Review: 'The Marriage of Opposites' by Alice Hoffman

Alice Hoffman has become one of my favourite authors in the last year or so. Her The Museum of Extraordinary Things was beautiful in its dreamy fantasy, whereas Property Of made my heart race. When I saw Hoffman had a new book coming out I knew I simply had to read it. Thanks to Netgalley and Simon & Schuster for providing me with a copy of this book in exchange for a fair review.

Pub. Date: 04/08/2015
Publisher: Simon & Schuster
From the New York Times bestselling author of The Dovekeepers and The Museum of Extraordinary Things: a forbidden love story set on the tropical island of St. Thomas about the extraordinary woman who gave birth to painter Camille Pissarro—the Father of Impressionism.
Growing up on idyllic St. Thomas in the early 1800s, Rachel dreams of life in faraway Paris. Rachel’s mother, a pillar of their small refugee community of Jews who escaped the Inquisition, has never forgiven her daughter for being a difficult girl who refuses to live by the rules. Growing up, Rachel’s salvation is their maid Adelle’s belief in her strengths, and her deep, life-long friendship with Jestine, Adelle’s daughter. But Rachel’s life is not her own. She is married off to a widower with three children to save her father’s business. When her husband dies suddenly and his handsome, much younger nephew, Frédérick, arrives from France to settle the estate, Rachel seizes her own life story, beginning a defiant, passionate love affair that sparks a scandal that affects all of her family, including her favorite son, who will become one of the greatest artists of France.
Building on the triumphs of The Dovekeepers and The Museum of Extraordinary Things, set in a world of almost unimaginable beauty, The Marriage of Opposites showcases the beloved, bestselling Alice Hoffman at the height of her considerable powers.
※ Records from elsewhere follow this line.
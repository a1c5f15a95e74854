use tokio::time::Instant;
use uuid::Uuid;

use super::rules::{CarveRules, Intensity, MAX_INTEGRITY, MAX_PROGRESS};
use super::shapes::Shape;

/// # Dalgona Session
///
/// One playthrough of the minigame, owned by the player who started it.
///
/// ## States
///
/// 1. **ShapeSelection** - waiting for the owner to pick a cookie
/// 2. **Carving** - accepting intensity presses until progress fills or integrity runs out
/// 3. **Completed** / **Broken** / **TimedOut** - terminal, every further input is ignored
///
/// Sessions are never persisted; the bot drops them once they reach a terminal state.
///
/// ## Usage
///
/// ```rust
/// use dalgona::game::{CarveRules, DalgonaSession, Intensity, Shape, Transition};
/// use tokio::time::Instant;
///
/// let now = Instant::now();
/// let mut session = DalgonaSession::new("alice", CarveRules::classic());
/// session.select_shape("alice", Shape::Triangle, now);
/// session.carve("alice", Intensity::Heavy, now);
/// session.carve("alice", Intensity::Heavy, now);
/// let last = session.carve("alice", Intensity::Heavy, now);
/// assert_eq!(last, Transition::Completed { shape: Shape::Triangle });
/// ```
#[derive(Debug, Clone)]
pub struct DalgonaSession {
    id: Uuid,
    owner: String,
    rules: CarveRules,
    state: SessionState,
}

#[derive(Debug, Clone, PartialEq, Eq)]
pub enum SessionState {
    ShapeSelection,
    Carving {
        shape: Shape,
        integrity: u8,
        progress: u8,
        deadline: Option<Instant>,
    },
    Completed {
        shape: Shape,
    },
    Broken {
        shape: Shape,
        progress: u8,
    },
    TimedOut {
        shape: Shape,
        progress: u8,
        integrity: u8,
    },
}

impl SessionState {
    pub fn is_terminal(&self) -> bool {
        matches!(
            self,
            SessionState::Completed { .. }
                | SessionState::Broken { .. }
                | SessionState::TimedOut { .. }
        )
    }
}

/// Result of feeding one input into a session.
#[derive(Debug, Clone, Copy, PartialEq, Eq)]
pub enum Transition {
    /// Input from another player, out of phase, or after a terminal state.
    Ignored,
    Started {
        shape: Shape,
        deadline: Option<Instant>,
    },
    Carved {
        progress: u8,
        integrity: u8,
    },
    Completed {
        shape: Shape,
    },
    Broken {
        shape: Shape,
    },
    TimedOut {
        shape: Shape,
    },
}

impl Transition {
    pub fn is_terminal(&self) -> bool {
        matches!(
            self,
            Transition::Completed { .. } | Transition::Broken { .. } | Transition::TimedOut { .. }
        )
    }
}

impl DalgonaSession {
    /// Start a session that lets the owner choose a shape.
    pub fn new(owner: impl Into<String>, rules: CarveRules) -> Self {
        Self {
            id: Uuid::new_v4(),
            owner: owner.into(),
            rules,
            state: SessionState::ShapeSelection,
        }
    }

    /// Start a campaign session whose shape follows the player's level.
    ///
    /// Returns `None` when the level is past the end of the catalog.
    pub fn for_level(
        owner: impl Into<String>,
        level: u32,
        rules: CarveRules,
        now: Instant,
    ) -> Option<Self> {
        let shape = Shape::for_level(level)?;
        let mut session = Self::new(owner, rules);
        session.enter_carving(shape, now);
        Some(session)
    }

    pub fn id(&self) -> Uuid {
        self.id
    }

    pub fn owner(&self) -> &str {
        &self.owner
    }

    pub fn rules(&self) -> &CarveRules {
        &self.rules
    }

    pub fn state(&self) -> &SessionState {
        &self.state
    }

    pub fn is_terminal(&self) -> bool {
        self.state.is_terminal()
    }

    pub fn shape(&self) -> Option<Shape> {
        match self.state {
            SessionState::ShapeSelection => None,
            SessionState::Carving { shape, .. }
            | SessionState::Completed { shape }
            | SessionState::Broken { shape, .. }
            | SessionState::TimedOut { shape, .. } => Some(shape),
        }
    }

    pub fn deadline(&self) -> Option<Instant> {
        match self.state {
            SessionState::Carving { deadline, .. } => deadline,
            _ => None,
        }
    }

    fn enter_carving(&mut self, shape: Shape, now: Instant) -> Option<Instant> {
        let deadline = self.rules.time_limit(shape).map(|limit| now + limit);
        self.state = SessionState::Carving {
            shape,
            integrity: MAX_INTEGRITY,
            progress: 0,
            deadline,
        };
        deadline
    }

    /// Pick the cookie. Only the owner may choose, and only once.
    pub fn select_shape(&mut self, player: &str, shape: Shape, now: Instant) -> Transition {
        if player != self.owner || self.state != SessionState::ShapeSelection {
            return Transition::Ignored;
        }
        let deadline = self.enter_carving(shape, now);
        Transition::Started { shape, deadline }
    }

    /// Apply one carve. Completion is checked before breakage, so a press that
    /// fills progress and empties integrity at once still completes the cookie.
    pub fn carve(&mut self, player: &str, intensity: Intensity, now: Instant) -> Transition {
        if player != self.owner {
            return Transition::Ignored;
        }
        let SessionState::Carving {
            shape,
            integrity,
            progress,
            deadline,
        } = self.state
        else {
            return Transition::Ignored;
        };
        if deadline.is_some_and(|d| now >= d) {
            self.state = SessionState::TimedOut {
                shape,
                progress,
                integrity,
            };
            return Transition::TimedOut { shape };
        }

        let (progress, integrity) = self.rules.apply(intensity, progress, integrity);
        if progress >= MAX_PROGRESS {
            self.state = SessionState::Completed { shape };
            Transition::Completed { shape }
        } else if integrity == 0 {
            self.state = SessionState::Broken { shape, progress };
            Transition::Broken { shape }
        } else {
            self.state = SessionState::Carving {
                shape,
                integrity,
                progress,
                deadline,
            };
            Transition::Carved {
                progress,
                integrity,
            }
        }
    }

    /// Time out a carving session whose deadline has passed.
    pub fn expire(&mut self, now: Instant) -> Transition {
        match self.state {
            SessionState::Carving {
                shape,
                integrity,
                progress,
                deadline: Some(deadline),
            } if now >= deadline => {
                self.state = SessionState::TimedOut {
                    shape,
                    progress,
                    integrity,
                };
                Transition::TimedOut { shape }
            }
            _ => Transition::Ignored,
        }
    }
}

#[cfg(test)]
mod tests {
    use super::*;
    use std::time::Duration;

    fn carving(rules: CarveRules, shape: Shape) -> (DalgonaSession, Instant) {
        let now = Instant::now();
        let mut session = DalgonaSession::new("p1", rules);
        session.select_shape("p1", shape, now);
        (session, now)
    }

    #[test]
    fn starts_in_shape_selection() {
        let session = DalgonaSession::new("p1", CarveRules::classic());
        assert_eq!(session.state(), &SessionState::ShapeSelection);
        assert_eq!(session.shape(), None);
        assert!(!session.is_terminal());
    }

    #[test]
    fn carving_before_selection_is_ignored() {
        let mut session = DalgonaSession::new("p1", CarveRules::classic());
        let t = session.carve("p1", Intensity::Light, Instant::now());
        assert_eq!(t, Transition::Ignored);
        assert_eq!(session.state(), &SessionState::ShapeSelection);
    }

    #[test]
    fn other_players_cannot_drive_the_session() {
        let (mut session, now) = carving(CarveRules::classic(), Shape::Circle);
        assert_eq!(session.carve("p2", Intensity::Heavy, now), Transition::Ignored);
        assert_eq!(
            session.select_shape("p2", Shape::Star, now),
            Transition::Ignored
        );
        assert_eq!(session.shape(), Some(Shape::Circle));
    }

    #[test]
    fn selection_happens_once() {
        let (mut session, now) = carving(CarveRules::classic(), Shape::Circle);
        assert_eq!(
            session.select_shape("p1", Shape::Umbrella, now),
            Transition::Ignored
        );
        assert_eq!(session.shape(), Some(Shape::Circle));
    }

    #[test]
    fn ten_light_carves_complete_the_cookie() {
        let (mut session, now) = carving(CarveRules::classic(), Shape::Star);
        for _ in 0..9 {
            assert!(matches!(
                session.carve("p1", Intensity::Light, now),
                Transition::Carved { .. }
            ));
        }
        assert_eq!(
            session.carve("p1", Intensity::Light, now),
            Transition::Completed { shape: Shape::Star }
        );
    }

    #[test]
    fn heavy_halving_rounds_down() {
        let (mut session, now) = carving(CarveRules::timed(), Shape::Umbrella);
        assert_eq!(
            session.carve("p1", Intensity::Heavy, now),
            Transition::Carved {
                progress: 4,
                integrity: 50
            }
        );
        assert_eq!(
            session.carve("p1", Intensity::Heavy, now),
            Transition::Carved {
                progress: 8,
                integrity: 25
            }
        );
        assert_eq!(
            session.carve("p1", Intensity::Light, now),
            Transition::Carved {
                progress: 9,
                integrity: 23
            }
        );
        assert_eq!(
            session.carve("p1", Intensity::Heavy, now),
            Transition::Completed {
                shape: Shape::Umbrella
            }
        );
    }

    #[test]
    fn broken_when_integrity_hits_zero_first() {
        let rules = CarveRules {
            medium_integrity_loss: 60,
            ..CarveRules::classic()
        };
        let (mut session, now) = carving(rules, Shape::Triangle);
        assert!(matches!(
            session.carve("p1", Intensity::Medium, now),
            Transition::Carved { .. }
        ));
        assert_eq!(
            session.carve("p1", Intensity::Medium, now),
            Transition::Broken { shape: Shape::Triangle }
        );
        assert_eq!(session.carve("p1", Intensity::Light, now), Transition::Ignored);
    }

    #[test]
    fn completion_wins_over_breakage_on_the_same_press() {
        let rules = CarveRules {
            medium_integrity_loss: 100,
            ..CarveRules::classic()
        };
        let (mut session, now) = carving(rules, Shape::Triangle);
        for _ in 0..8 {
            session.carve("p1", Intensity::Light, now);
        }
        // Progress 8, integrity 84: the medium press reaches 10 and 0 together.
        assert_eq!(
            session.carve("p1", Intensity::Medium, now),
            Transition::Completed {
                shape: Shape::Triangle
            }
        );
    }

    #[test]
    fn carve_after_deadline_times_out() {
        let (mut session, now) = carving(CarveRules::timed(), Shape::Star);
        let deadline = session.deadline().expect("timed rules set a deadline");
        assert_eq!(deadline, now + Duration::from_secs(5));
        assert_eq!(
            session.carve("p1", Intensity::Light, deadline),
            Transition::TimedOut { shape: Shape::Star }
        );
        assert!(session.is_terminal());
    }

    #[test]
    fn expire_respects_the_deadline() {
        let (mut session, now) = carving(CarveRules::timed(), Shape::Umbrella);
        assert_eq!(
            session.expire(now + Duration::from_secs(2)),
            Transition::Ignored
        );
        assert_eq!(
            session.expire(now + Duration::from_secs(3)),
            Transition::TimedOut {
                shape: Shape::Umbrella
            }
        );
        assert_eq!(
            session.expire(now + Duration::from_secs(4)),
            Transition::Ignored
        );
    }

    #[test]
    fn untimed_sessions_never_expire() {
        let (mut session, now) = carving(CarveRules::classic(), Shape::Umbrella);
        assert_eq!(session.deadline(), None);
        assert_eq!(
            session.expire(now + Duration::from_secs(3600)),
            Transition::Ignored
        );
    }

    #[test]
    fn campaign_sessions_skip_selection() {
        let now = Instant::now();
        let session = DalgonaSession::for_level("p1", 3, CarveRules::classic(), now).unwrap();
        assert_eq!(session.shape(), Some(Shape::Star));
        assert!(DalgonaSession::for_level("p1", 5, CarveRules::classic(), now).is_none());
    }
}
Once forgotten to history, the marriage of Rachel and Frédérick is a story that is as unforgettable as it is remarkable.
Hoffman's writing is among my favourites. Her descriptions and characterizations always seem imbued with life and genuine affection. In The Marriage of Opposites there is plenty of both descriptions and characters. The novel starts with Rachel, a girl who is becoming a woman and is expected to take her role within her community. Hoffman beautifully describes Rachel's dislike for the rules and regulations that come both from being a woman in the 1800s but also for the way her religion influences her life. At times Rachel isn't the most likeable of characters, almost too headstrong, but at other times Hoffman makes the reader care and feel for her intensely. As such, Hoffman has created a beautiful main character in Rachel, who really carries the story of the whole novel. Although The Marriage of Opposites also switches between the point of views of different characters, it does so very clearly and always with a purpose. If the next part of a story really needs to be told from a different perspective than Hoffman doesn't shy away from doing so.
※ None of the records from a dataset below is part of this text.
//! # Configuration Management Module
//!
//! Centralized configuration for the Dalgona bot: a TOML file for the stable
//! settings plus two environment overrides for the values hosting platforms
//! inject at deploy time.
//!
//! ## Configuration Structure
//!
//! - [`BotConfig`] - Bot identity, token, daily reward and game start mode
//! - [`GameConfig`] - Carving rule preset and per-rule overrides
//! - [`KeepAliveConfig`] - Keep-alive HTTP listener
//! - [`StorageConfig`] - Data directory for the ledger
//! - [`LoggingConfig`] - Logging level and optional log file
//!
//! ## Usage
//!
//! ```rust,no_run
//! use dalgona::config::Config;
//!
//! #[tokio::main]
//! async fn main() -> anyhow::Result<()> {
//!     let mut config = Config::load("config.toml").await?;
//!     config.apply_env_overrides();
//!     println!("Keep-alive port: {}", config.keepalive.port);
//!     Ok(())
//! }
//! ```
//!
//! ## Configuration File Format
//!
//! ```toml
//! [bot]
//! name = "Dalgona"
//! daily_reward = 1000
//! leaderboard_size = 5
//! selection = "choice"
//!
//! [game]
//! rules = "classic"
//!
//! [keepalive]
//! enabled = true
//! port = 3000
//!
//! [storage]
//! data_dir = "./data"
//!
//! [logging]
//! level = "info"
//! ```
//!
//! ## Environment Integration
//!
//! Precedence is: Environment > Config file > Defaults.
//! - `DISCORD_TOKEN` (or the older `TOKEN`) sets `bot.token`
//! - `PORT` sets `keepalive.port`

use std::path::PathBuf;

use anyhow::{anyhow, Result};
use serde::{Deserialize, Serialize};
use tokio::fs;

use crate::game::{CarveRules, HeavyMode, RuleSet};

pub const DEFAULT_KEEPALIVE_PORT: u16 = 3000;
pub const DEFAULT_DAILY_REWARD: u64 = 1_000;
pub const DEFAULT_LEADERBOARD_SIZE: usize = 5;

/// How a `dalgona` command picks its cookie.
#[derive(Debug, Clone, Copy, Serialize, Deserialize, PartialEq, Eq, Default)]
#[serde(rename_all = "lowercase")]
pub enum SelectionMode {
    /// The player chooses from the full catalog.
    #[default]
    Choice,
    /// The shape follows the player's level; past the last shape the campaign is over.
    Campaign,
}

#[derive(Debug, Clone, Serialize, Deserialize)]
pub struct BotConfig {
    pub name: String,
    /// Chat platform token. Usually injected through `DISCORD_TOKEN` rather than stored here.
    #[serde(default, skip_serializing_if = "Option::is_none")]
    pub token: Option<String>,
    /// Coins granted by `daily`. Deployments have run with 1000 and 20000.
    #[serde(default = "default_daily_reward")]
    pub daily_reward: u64,
    #[serde(default = "default_leaderboard_size")]
    pub leaderboard_size: usize,
    #[serde(default)]
    pub selection: SelectionMode,
}

fn default_daily_reward() -> u64 {
    DEFAULT_DAILY_REWARD
}

fn default_leaderboard_size() -> usize {
    DEFAULT_LEADERBOARD_SIZE
}

#[derive(Debug, Clone, Serialize, Deserialize, Default)]
pub struct GameConfig {
    #[serde(default)]
    pub rules: RuleSet,
    /// Override the preset's integrity loss for a medium carve.
    #[serde(default, skip_serializing_if = "Option::is_none")]
    pub medium_integrity_loss: Option<u8>,
    /// Override the preset's heavy carve mode.
    #[serde(default, skip_serializing_if = "Option::is_none")]
    pub heavy: Option<HeavyMode>,
    /// Override whether carving is time limited.
    #[serde(default, skip_serializing_if = "Option::is_none")]
    pub timed: Option<bool>,
}

impl GameConfig {
    /// Resolve the preset plus overrides into concrete carving rules.
    pub fn carve_rules(&self) -> CarveRules {
        let mut rules = CarveRules::preset(self.rules);
        if let Some(loss) = self.medium_integrity_loss {
            rules.medium_integrity_loss = loss;
        }
        if let Some(heavy) = self.heavy {
            rules.heavy = heavy;
        }
        if let Some(timed) = self.timed {
            rules.timed = timed;
        }
        rules
    }
}

#[derive(Debug, Clone, Serialize, Deserialize)]
pub struct KeepAliveConfig {
    pub enabled: bool,
    pub port: u16,
}

impl Default for KeepAliveConfig {
    fn default() -> Self {
        Self {
            enabled: true,
            port: DEFAULT_KEEPALIVE_PORT,
        }
    }
}

#[derive(Debug, Clone, Serialize, Deserialize)]
pub struct StorageConfig {
    pub data_dir: String,
    /// Optional override for the ledger database path; defaults to `<data_dir>/ledger`.
    #[serde(default, skip_serializing_if = "Option::is_none")]
    pub ledger_db_path: Option<String>,
}

#[derive(Debug, Clone, Serialize, Deserialize)]
pub struct LoggingConfig {
    pub level: String,
    pub file: Option<String>,
}

#[derive(Debug, Clone, Serialize, Deserialize)]
pub struct Config {
    pub bot: BotConfig,
    #[serde(default)]
    pub game: GameConfig,
    #[serde(default)]
    pub keepalive: KeepAliveConfig,
    pub storage: StorageConfig,
    pub logging: LoggingConfig,
}

impl Config {
    /// Load configuration from a file
    pub async fn load(path: &str) -> Result<Self> {
        let content = fs::read_to_string(path)
            .await
            .map_err(|e| anyhow!("Failed to read config file {}: {}", path, e))?;

        let config: Config = toml::from_str(&content)
            .map_err(|e| anyhow!("Failed to parse config file {}: {}", path, e))?;

        Ok(config)
    }

    /// Create a default configuration file
    pub async fn create_default(path: &str) -> Result<()> {
        let config = Config::default();
        let content = toml::to_string_pretty(&config)
            .map_err(|e| anyhow!("Failed to serialize default config: {}", e))?;

        fs::write(path, content)
            .await
            .map_err(|e| anyhow!("Failed to write config file {}: {}", path, e))?;

        Ok(())
    }

    /// Apply `DISCORD_TOKEN`/`TOKEN` and `PORT` from the process environment.
    pub fn apply_env_overrides(&mut self) {
        self.apply_overrides_from(|key| std::env::var(key).ok());
    }

    /// Apply overrides from an arbitrary lookup (lets tests avoid mutating the real environment).
    pub fn apply_overrides_from<F>(&mut self, lookup: F)
    where
        F: Fn(&str) -> Option<String>,
    {
        if let Some(token) = lookup("DISCORD_TOKEN").or_else(|| lookup("TOKEN")) {
            let token = token.trim().to_string();
            if !token.is_empty() {
                self.bot.token = Some(token);
            }
        }
        if let Some(port) = lookup("PORT") {
            match port.trim().parse::<u16>() {
                Ok(p) => self.keepalive.port = p,
                Err(_) => log::warn!(
                    "Ignoring invalid PORT '{}', keeping {}",
                    port,
                    self.keepalive.port
                ),
            }
        }
    }

    /// Sled directory for the coin ledger.
    pub fn ledger_path(&self) -> PathBuf {
        match &self.storage.ledger_db_path {
            Some(p) => PathBuf::from(p),
            None => PathBuf::from(&self.storage.data_dir).join("ledger"),
        }
    }
}

impl Default for Config {
    fn default() -> Self {
        Config {
            bot: BotConfig {
                name: "Dalgona".to_string(),
                token: None,
                daily_reward: DEFAULT_DAILY_REWARD,
                leaderboard_size: DEFAULT_LEADERBOARD_SIZE,
                selection: SelectionMode::Choice,
            },
            game: GameConfig::default(),
            keepalive: KeepAliveConfig::default(),
            storage: StorageConfig {
                data_dir: "./data".to_string(),
                ledger_db_path: None,
            },
            logging: LoggingConfig {
                level: "info".to_string(),
                file: Some("dalgona.log".to_string()),
            },
        }
    }
}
A real strength of The Marriage of Opposites is the multi-generational aspect of the story. This is a component of much of Hoffman's writing, such as Practical Magic, and always adds to the power of the story. It is interesting to see how events impact a family over a longer period of time, how things that happen to the grand-parents affects what happens to the grandchildren. By allowing stories to take place over years Hoffman is able to let her characters actually live and develop, to change over time and to play a continuous role. It is a much more realistic representation of family life than you get in many novels. What also adds to this is the continuing sense of cultures clashing. Whether it's the Creole culture of Adelle or the Jewish religion of Rachel and her family or the Parisian je ne sais quoi, there is a constant meeting of lifestyles and ways which is very interesting. Hoffman judges none of the cultures in her novel but also doesn't shy away from showing their good and bad sides. There is a beautiful mixing and co-existing of cultures in The Marriage of Opposites, which really lifts this book up.
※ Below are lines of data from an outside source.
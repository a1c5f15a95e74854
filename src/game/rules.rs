//! Carving rules.
//!
//! Two rule sets have been played on live servers and neither is treated as
//! canonical:
//!
//! | intensity | progress | classic integrity | timed integrity |
//! |-----------|----------|-------------------|-----------------|
//! | light     | +1       | −2                | −2              |
//! | medium    | +2       | −5                | −7              |
//! | heavy     | +4       | −10               | halved          |
//!
//! The timed set additionally bounds the carving phase by the shape's time limit.

use std::fmt;
use std::str::FromStr;
use std::time::Duration;

use serde::{Deserialize, Serialize};

use super::shapes::Shape;

pub const MAX_PROGRESS: u8 = 10;
pub const MAX_INTEGRITY: u8 = 100;

const LIGHT_PROGRESS: u8 = 1;
const LIGHT_INTEGRITY_LOSS: u8 = 2;
const MEDIUM_PROGRESS: u8 = 2;
const HEAVY_PROGRESS: u8 = 4;
const HEAVY_FIXED_LOSS: u8 = 10;

#[derive(Debug, Clone, Copy, Serialize, Deserialize, PartialEq, Eq, Hash)]
#[serde(rename_all = "lowercase")]
pub enum Intensity {
    Light,
    Medium,
    Heavy,
}

impl Intensity {
    pub const ALL: [Intensity; 3] = [Intensity::Light, Intensity::Medium, Intensity::Heavy];

    /// Button identifier used in interactive replies.
    pub fn button_id(&self) -> &'static str {
        match self {
            Intensity::Light => "light",
            Intensity::Medium => "medium",
            Intensity::Heavy => "heavy",
        }
    }

    pub fn label(&self) -> &'static str {
        match self {
            Intensity::Light => "🟢 Light",
            Intensity::Medium => "🔵 Medium",
            Intensity::Heavy => "🔴 Heavy",
        }
    }
}

impl fmt::Display for Intensity {
    fn fmt(&self, f: &mut fmt::Formatter<'_>) -> fmt::Result {
        f.write_str(self.button_id())
    }
}

impl FromStr for Intensity {
    type Err = String;

    fn from_str(s: &str) -> Result<Self, Self::Err> {
        match s.trim().to_ascii_lowercase().as_str() {
            "light" => Ok(Intensity::Light),
            "medium" => Ok(Intensity::Medium),
            "heavy" => Ok(Intensity::Heavy),
            other => Err(format!("unknown intensity: {}", other)),
        }
    }
}

/// How a heavy carve damages the cookie.
#[derive(Debug, Clone, Copy, Serialize, Deserialize, PartialEq, Eq)]
#[serde(rename_all = "lowercase")]
pub enum HeavyMode {
    /// Subtract a flat 10 integrity.
    Fixed,
    /// Halve the current integrity (rounding down).
    Halve,
}

/// Named rule presets selectable from config.
#[derive(Debug, Clone, Copy, Serialize, Deserialize, PartialEq, Eq, Default)]
#[serde(rename_all = "lowercase")]
pub enum RuleSet {
    #[default]
    Classic,
    Timed,
}

#[derive(Debug, Clone, Copy, PartialEq, Eq)]
pub struct CarveRules {
    pub medium_integrity_loss: u8,
    pub heavy: HeavyMode,
    pub timed: bool,
}

impl CarveRules {
    pub fn classic() -> Self {
        Self {
            medium_integrity_loss: 5,
            heavy: HeavyMode::Fixed,
            timed: false,
        }
    }

    pub fn timed() -> Self {
        Self {
            medium_integrity_loss: 7,
            heavy: HeavyMode::Halve,
            timed: true,
        }
    }

    pub fn preset(set: RuleSet) -> Self {
        match set {
            RuleSet::Classic => Self::classic(),
            RuleSet::Timed => Self::timed(),
        }
    }

    /// Carving window for `shape`, if these rules are time limited.
    pub fn time_limit(&self, shape: Shape) -> Option<Duration> {
        self.timed.then(|| shape.time_limit())
    }

    /// Apply one carve: returns the new `(progress, integrity)`, clamped to their bounds.
    pub fn apply(&self, intensity: Intensity, progress: u8, integrity: u8) -> (u8, u8) {
        let (gain, integrity) = match intensity {
            Intensity::Light => (LIGHT_PROGRESS, integrity.saturating_sub(LIGHT_INTEGRITY_LOSS)),
            Intensity::Medium => (
                MEDIUM_PROGRESS,
                integrity.saturating_sub(self.medium_integrity_loss),
            ),
            Intensity::Heavy => match self.heavy {
                HeavyMode::Fixed => (HEAVY_PROGRESS, integrity.saturating_sub(HEAVY_FIXED_LOSS)),
                HeavyMode::Halve => (HEAVY_PROGRESS, integrity / 2),
            },
        };
        (progress.saturating_add(gain).min(MAX_PROGRESS), integrity)
    }
}

impl Default for CarveRules {
    fn default() -> Self {
        Self::classic()
    }
}
//! Live game sessions and their deadline timers.
//!
//! Each timed session owns a [`DeadlineTimer`]: a tokio task that sleeps until
//! the session's deadline and then posts [`InboundEvent::Deadline`] back into
//! the bot's event loop. The timer is aborted when its session is removed, so
//! a session that finished early never receives a stale timeout.

use std::collections::HashMap;

use log::debug;
use tokio::sync::mpsc;
use tokio::task::JoinHandle;
use tokio::time::Instant;
use uuid::Uuid;

use super::server::InboundEvent;
use crate::game::DalgonaSession;
use crate::metrics;

pub struct DeadlineTimer(JoinHandle<()>);

impl DeadlineTimer {
    fn arm(session: Uuid, deadline: Instant, tx: mpsc::UnboundedSender<InboundEvent>) -> Self {
        DeadlineTimer(tokio::spawn(async move {
            tokio::time::sleep_until(deadline).await;
            let _ = tx.send(InboundEvent::Deadline { session });
        }))
    }
}

impl Drop for DeadlineTimer {
    fn drop(&mut self) {
        self.0.abort();
    }
}

struct ActiveSession {
    session: DalgonaSession,
    timer: Option<DeadlineTimer>,
}

#[derive(Default)]
pub struct SessionTable {
    active: HashMap<Uuid, ActiveSession>,
    by_player: HashMap<String, Uuid>,
    deadline_tx: Option<mpsc::UnboundedSender<InboundEvent>>,
}

impl SessionTable {
    pub fn new() -> Self {
        Self::default()
    }

    /// Route deadline events into `tx`. Without a sink, deadlines are only
    /// enforced when the owner next presses a button.
    pub fn set_deadline_sink(&mut self, tx: mpsc::UnboundedSender<InboundEvent>) {
        self.deadline_tx = Some(tx);
    }

    pub fn len(&self) -> usize {
        self.active.len()
    }

    pub fn is_empty(&self) -> bool {
        self.active.is_empty()
    }

    pub fn live_session_for(&self, player: &str) -> Option<Uuid> {
        self.by_player.get(player).copied()
    }

    pub fn get(&self, id: &Uuid) -> Option<&DalgonaSession> {
        self.active.get(id).map(|a| &a.session)
    }

    pub fn get_mut(&mut self, id: &Uuid) -> Option<&mut DalgonaSession> {
        self.active.get_mut(id).map(|a| &mut a.session)
    }

    /// Track a new session, arming its timer if it is already carving against a deadline.
    pub fn insert(&mut self, session: DalgonaSession) -> Uuid {
        let id = session.id();
        self.by_player.insert(session.owner().to_string(), id);
        let deadline = session.deadline();
        if let Some(shape) = session.shape() {
            metrics::record_carving_started(shape);
        }
        self.active.insert(
            id,
            ActiveSession {
                session,
                timer: None,
            },
        );
        if let Some(deadline) = deadline {
            self.arm(id, deadline);
        }
        id
    }

    /// Called once a chosen shape puts the session into carving.
    pub fn on_carving_started(&mut self, id: &Uuid) {
        let Some(active) = self.active.get(id) else {
            return;
        };
        if let Some(shape) = active.session.shape() {
            metrics::record_carving_started(shape);
        }
        if let Some(deadline) = active.session.deadline() {
            self.arm(*id, deadline);
        }
    }

    fn arm(&mut self, id: Uuid, deadline: Instant) {
        let Some(tx) = self.deadline_tx.clone() else {
            return;
        };
        if let Some(active) = self.active.get_mut(&id) {
            debug!("arming deadline for session {}", id);
            active.timer = Some(DeadlineTimer::arm(id, deadline, tx));
        }
    }

    /// Drop a session and cancel its timer.
    pub fn remove(&mut self, id: &Uuid) -> Option<DalgonaSession> {
        let active = self.active.remove(id)?;
        let owner = active.session.owner();
        if self.by_player.get(owner) == Some(id) {
            self.by_player.remove(owner);
        }
        // Dropping `active.timer` aborts the pending deadline task.
        Some(active.session)
    }
}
In The Marriage of Opposites Hoffman tells the tale of the Rachel Pomié, mother to the artist Camille Pissarro, one of the key figures in the Impressionist movement. As such, the novel has the ungratefuly duty of showing the way in which in which this painter may have seen the world. The way Hoffman describes the nature on St. Thomas, the smells of food or the vibrancy of Paris draws the reader straight into her characters' world. The way Hoffman describes the world around her, both by drawing the reader's attention to colours and by the strong theme of stories or narratives that runs through the novel, makes it come to life for the reader. Hoffman's fluid and enthusiastic writing means the novel races past you and is very difficult to put down. 

I give this book...

4 Universes!

I really enjoyed reading The Marriage of Opposites. Technically historical fiction, the novel does really well in sticking to the key facts of Rachel's life while never not allowing the novel's story to develop on its own as well. I'd recommend this novel to fans of Historical Fiction and Women's Fiction.